They’re now the first major political entities in the world with systems for regulating legal marijuana. Soon tokers in Washington and Colorado will be able to possess, use and transport weed without the threat of fines or jail time. But how do Colorado and Washington regulate their legal pot markets?

First, Colorado and Washington have more in common when it comes to cannabis than they have setting each other apart. Voters in both states approved legalization in last year’s election, and both states will allow adults over age 21 to possess up to an ounce of weed.

In both states, marijuana will be sold in regulated retail stores. Both states will levy taxes on the marijuana industry. And both require tight security and rigorous product testing while barring out-of-state investment and tracking the industry from seed to sale.

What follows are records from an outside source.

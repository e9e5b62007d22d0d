//! POI Route Planner.
//!
//! Desktop-Karte zum Speichern von Orten und Berechnen von Routen dorthin.

use eframe::egui;
use poi_route_planner::services::{
    FixedGeolocator, MapScene, NominatimResolver, OsrmRouteEngine,
};
use poi_route_planner::{
    intent_channel, ui, AppIntent, FileKeyValueStore, IntentReceiver, MapController, MapSession,
    PlannerOptions, SceneMapView, Services,
};
use std::sync::{Arc, Mutex, PoisonError};

const APP_TITLE: &str = "POI Route Planner";

fn main() -> Result<(), eframe::Error> {
    AppRunner::run()
}

struct AppRunner;

impl AppRunner {
    fn run() -> Result<(), eframe::Error> {
        // Logger initialisieren
        env_logger::Builder::from_default_env()
            .filter_level(log::LevelFilter::Info)
            .init();

        log::info!("POI Route Planner v{} startet...", env!("CARGO_PKG_VERSION"));

        let options = eframe::NativeOptions {
            viewport: egui::ViewportBuilder::default()
                .with_inner_size([1280.0, 720.0])
                .with_title(APP_TITLE),
            ..Default::default()
        };

        eframe::run_native(
            APP_TITLE,
            options,
            Box::new(|cc| Ok(Box::new(PlannerApp::new(cc.egui_ctx.clone())?))),
        )
    }
}

/// Haupt-Anwendungsstruktur
struct PlannerApp {
    session: MapSession,
    controller: MapController,
    receiver: IntentReceiver,
    scene: Arc<Mutex<MapScene>>,
    canvas: ui::MapCanvas,
}

impl PlannerApp {
    fn new(ctx: egui::Context) -> anyhow::Result<Self> {
        // Optionen aus TOML laden (oder Standardwerte)
        let config_path = PlannerOptions::config_path();
        let options = PlannerOptions::load_from_file(&config_path);

        let backend = FileKeyValueStore::open(options.data_dir_path())?;
        let (sender, receiver) = intent_channel();
        let map_view = SceneMapView::new();
        let scene = map_view.scene();

        let services = Services {
            prompt: Box::new(ui::RfdPrompt::new(APP_TITLE)),
            map_view: Box::new(map_view),
            names: Box::new(NominatimResolver::new(
                &options.nominatim_base_url,
                &options.http_user_agent,
                options.http_timeout(),
                &options.fallback_place_label,
                repainting(sender.clone(), ctx.clone()),
            )?),
            routes: Box::new(OsrmRouteEngine::new(
                &options.osrm_base_url,
                &options.http_user_agent,
                options.http_timeout(),
                repainting(sender.clone(), ctx),
            )?),
            geolocator: Box::new(FixedGeolocator::new(options.home_position, sender.clone())),
        };

        let canvas = ui::MapCanvas::new(&options);
        let session = MapSession::new(options, Box::new(backend));

        // Startup über denselben Kanal wie alle Dienst-Abschlüsse
        if sender.send(AppIntent::StartupRequested).is_err() {
            log::error!("Startup-Intent konnte nicht eingereiht werden");
        }

        Ok(Self {
            session,
            controller: MapController::new(services),
            receiver,
            scene,
            canvas,
        })
    }
}

/// Wrappt den Sender, damit eintreffende Worker-Ergebnisse ein Neuzeichnen auslösen.
fn repainting(
    sender: poi_route_planner::IntentSender,
    ctx: egui::Context,
) -> poi_route_planner::IntentSender {
    let (forward_tx, forward_rx) = intent_channel();
    std::thread::spawn(move || {
        for intent in forward_rx {
            if sender.send(intent).is_err() {
                break;
            }
            ctx.request_repaint();
        }
    });
    forward_tx
}

impl eframe::App for PlannerApp {
    fn update(&mut self, ctx: &egui::Context, _frame: &mut eframe::Frame) {
        if let Err(e) = self.controller.drain(&mut self.session, &self.receiver) {
            log::error!("Event handling failed: {:#}", e);
        }

        let events = self.collect_ui_events(ctx);
        self.process_events(events);
    }
}

impl PlannerApp {
    fn collect_ui_events(&mut self, ctx: &egui::Context) -> Vec<AppIntent> {
        let mut events = Vec::new();

        ui::render_status_bar(ctx, &self.session, self.canvas.camera());
        events.extend(ui::render_marker_list(ctx, &self.session));
        events.extend(ui::render_route_panel(ctx, &self.session));

        egui::CentralPanel::default()
            .frame(egui::Frame::NONE)
            .show(ctx, |ui| {
                let mut scene = self.scene.lock().unwrap_or_else(PoisonError::into_inner);
                events.extend(self.canvas.show(ui, &mut scene, &self.session));
            });

        events
    }

    fn process_events(&mut self, events: Vec<AppIntent>) {
        for event in events {
            if let Err(e) = self.controller.handle_intent(&mut self.session, event) {
                log::error!("Event handling failed: {:#}", e);
            }
        }
    }
}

JointBut there are plenty of differences, and, assuming one scheme works better than the other, the better could lay the groundwork for legalization in other states, from California and Nevada to Alaska and Oregon.

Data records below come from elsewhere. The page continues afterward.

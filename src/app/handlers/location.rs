//! Handler für Kartenansicht und Standort.

use crate::app::use_cases;
use crate::app::MapSession;
use crate::core::LatLng;
use crate::services::Services;

/// Zentriert auf das Startzentrum.
pub fn center_default(session: &MapSession, services: &mut Services) {
    use_cases::location::center_default_view(session, services);
}

/// Startet die Standortbestimmung.
pub fn request(session: &mut MapSession, services: &mut Services) {
    use_cases::location::request_geolocation(session, services);
}

/// Übernimmt den Standort.
pub fn set(session: &mut MapSession, services: &mut Services, position: LatLng) {
    use_cases::location::set_user_location(session, services, position);
}

/// Markiert den Standort als nicht verfügbar.
pub fn mark_unavailable(session: &mut MapSession, reason: String) {
    use_cases::location::mark_geolocation_unavailable(session, reason);
}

A notable split between Colorado and Washington is in how they deal with pot tourism. Colorado seeks to cut down on it by limiting purchases by out-of-staters to a quarter ounce each. Washington has no such limit, meaning visitors can possess and consume as much as anyone else.

Another key difference lies in how the two states approach cannabis taxation. Washington’s legal weed rules will tax each of the three links in the pot-production chain – grower to processor, processor to seller and seller to customer – at 25 percent. This would put the cost of legal pot at $12 a gram, or $43 an eighth, which is competitive with black market prices.

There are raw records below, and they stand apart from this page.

//! Die eine aktive Route: laufende Anfrage oder angezeigtes Ergebnis.
//!
//! Jede neue Anfrage verdrängt die vorherige (last-request-wins). Ergebnisse
//! mit einem älteren Ticket werden verworfen, egal in welcher Reihenfolge sie
//! eintreffen.

use crate::core::{LatLng, MarkerKey, RouteResponse, RouteSummary};
use crate::services::{MapView, RouteEngine, RouteLayerHandle, RouteTicket};

/// Ob ein Abschluss übernommen oder als veraltet verworfen wurde.
#[derive(Debug, Clone, Copy, PartialEq, Eq)]
pub enum RouteResolution {
    /// Ergebnis gehört zur aktuellen Anfrage
    Applied,
    /// Ergebnis gehört zu einer verdrängten Anfrage
    Stale,
}

#[derive(Debug, Clone)]
struct PendingRoute {
    ticket: RouteTicket,
    target: MarkerKey,
    label: String,
}

#[derive(Debug, Clone)]
struct DisplayedRoute {
    layer: RouteLayerHandle,
    summary: RouteSummary,
}

/// Verwaltet höchstens eine Routenberechnung bzw. -anzeige.
#[derive(Debug, Default)]
pub struct RouteSession {
    last_ticket: u64,
    pending: Option<PendingRoute>,
    displayed: Option<DisplayedRoute>,
}

impl RouteSession {
    /// Erstellt eine leere Session.
    pub fn new() -> Self {
        Self::default()
    }

    /// Startet eine neue Route von `from` nach `to`.
    ///
    /// Entfernt vorher jede angezeigte Route samt Zusammenfassung und verwirft
    /// eine noch laufende Anfrage.
    pub fn request(
        &mut self,
        view: &mut dyn MapView,
        engine: &mut dyn RouteEngine,
        from: LatLng,
        to: LatLng,
        label: &str,
    ) -> RouteTicket {
        self.clear(view, engine);

        self.last_ticket += 1;
        let ticket = RouteTicket(self.last_ticket);
        self.pending = Some(PendingRoute {
            ticket,
            target: to.key(),
            label: label.to_string(),
        });

        log::info!("Route zu '{}' angefordert ({:?})", label, ticket);
        engine.request_route(ticket, from, to);
        ticket
    }

    /// Übernimmt eine gefundene Route, falls `ticket` die aktuelle Anfrage ist.
    pub fn on_route_found(
        &mut self,
        view: &mut dyn MapView,
        ticket: RouteTicket,
        route: &RouteResponse,
    ) -> RouteResolution {
        let Some(pending) = self.take_pending(ticket) else {
            log::debug!("Veraltete Route verworfen ({:?})", ticket);
            return RouteResolution::Stale;
        };

        let summary = RouteSummary::from_metrics(
            pending.label,
            pending.target,
            route.total_distance_m,
            route.total_time_s,
        );
        log::info!(
            "Route zu '{}': {}, {}",
            summary.target_name,
            summary.distance_label(),
            summary.eta_label()
        );
        let layer = view.show_route(&route.path);
        if let Some((south_west, north_east)) = route.path.bounds() {
            view.fit_bounds(south_west, north_east);
        }
        self.displayed = Some(DisplayedRoute { layer, summary });
        RouteResolution::Applied
    }

    /// Übernimmt einen Routing-Fehler, falls `ticket` die aktuelle Anfrage ist.
    /// Die vorherige Route ist zu diesem Zeitpunkt bereits entfernt.
    pub fn on_routing_failed(&mut self, ticket: RouteTicket, reason: &str) -> RouteResolution {
        match self.take_pending(ticket) {
            Some(pending) => {
                log::warn!("Route zu '{}' fehlgeschlagen: {}", pending.label, reason);
                RouteResolution::Applied
            }
            None => {
                log::debug!("Veralteter Routing-Fehler verworfen ({:?})", ticket);
                RouteResolution::Stale
            }
        }
    }

    /// Verwirft laufende Anfrage und angezeigte Route.
    pub fn clear(&mut self, view: &mut dyn MapView, engine: &mut dyn RouteEngine) {
        if let Some(pending) = self.pending.take() {
            engine.cancel_route(pending.ticket);
        }
        if let Some(displayed) = self.displayed.take() {
            view.remove_route(displayed.layer);
        }
    }

    /// Zusammenfassung der angezeigten Route
    pub fn summary(&self) -> Option<&RouteSummary> {
        self.displayed.as_ref().map(|d| &d.summary)
    }

    /// Beschriftung der laufenden Anfrage
    pub fn pending_label(&self) -> Option<&str> {
        self.pending.as_ref().map(|p| p.label.as_str())
    }

    /// Gibt `true` zurück, solange eine Anfrage läuft.
    pub fn is_pending(&self) -> bool {
        self.pending.is_some()
    }

    /// Ziel-Marker der laufenden oder angezeigten Route
    pub fn target(&self) -> Option<MarkerKey> {
        self.pending
            .as_ref()
            .map(|p| p.target)
            .or_else(|| self.displayed.as_ref().map(|d| d.summary.target))
    }

    fn take_pending(&mut self, ticket: RouteTicket) -> Option<PendingRoute> {
        if self.pending.as_ref().is_some_and(|p| p.ticket == ticket) {
            self.pending.take()
        } else {
            None
        }
    }
}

In Colorado, meanwhile, voters will choose next month whether to impose a 10 percent sales tax and 15 percent excise tax. Sam Kamin, a professor at the University of Denver and an advisor on the state’s weed regulations, said Colorado is trying to balance market forces against the need for tax revenue.

“We want this to be self-funding regulation that is robust, but we don’t want the price of legal marijuana so much higher than the black market that it becomes attractive again,” Kamin said.

Washington and Colorado will each issue licenses in different ways. Washington will limit each license to one part of the production chain: growing, processing or selling. Colorado, on the other hand, will require the opposite during the first few months of licensing (though the requirement will drop later): Applicants must handle all three roles.

And in Washington, officials have placed a limit on the total number of licenses, 334, with additional limits at the county level. In Colorado, they haven’t.

The states differ on how they’ll cut down on interstate trafficking, too. Washington has placed a statewide cap on marijuana production, while Colorado hasn’t. Washington will allow a total of 40 metric tons for usable pot and another 40 for other forms of marijuana, including hemp.

The limit is intended to keep excess weed from flowing into other states. The Obama administration has said preventing interstate trafficking is one of the federal priorities that, if enforced by states, will allow them to keep pot legal. Colorado officials have said they may consider a cap later, but some pot advocates say it could encourage the black market by limiting legitimate access.

Colorado and Washington do agree on one approach that has many cannabis entrepreneurs and advocates concerned: Both states have barred investments from outsiders. This could dramatically limit the industry’s ability to raise needed money, though officials say it will also keep dirty money from around the world out of legal weed.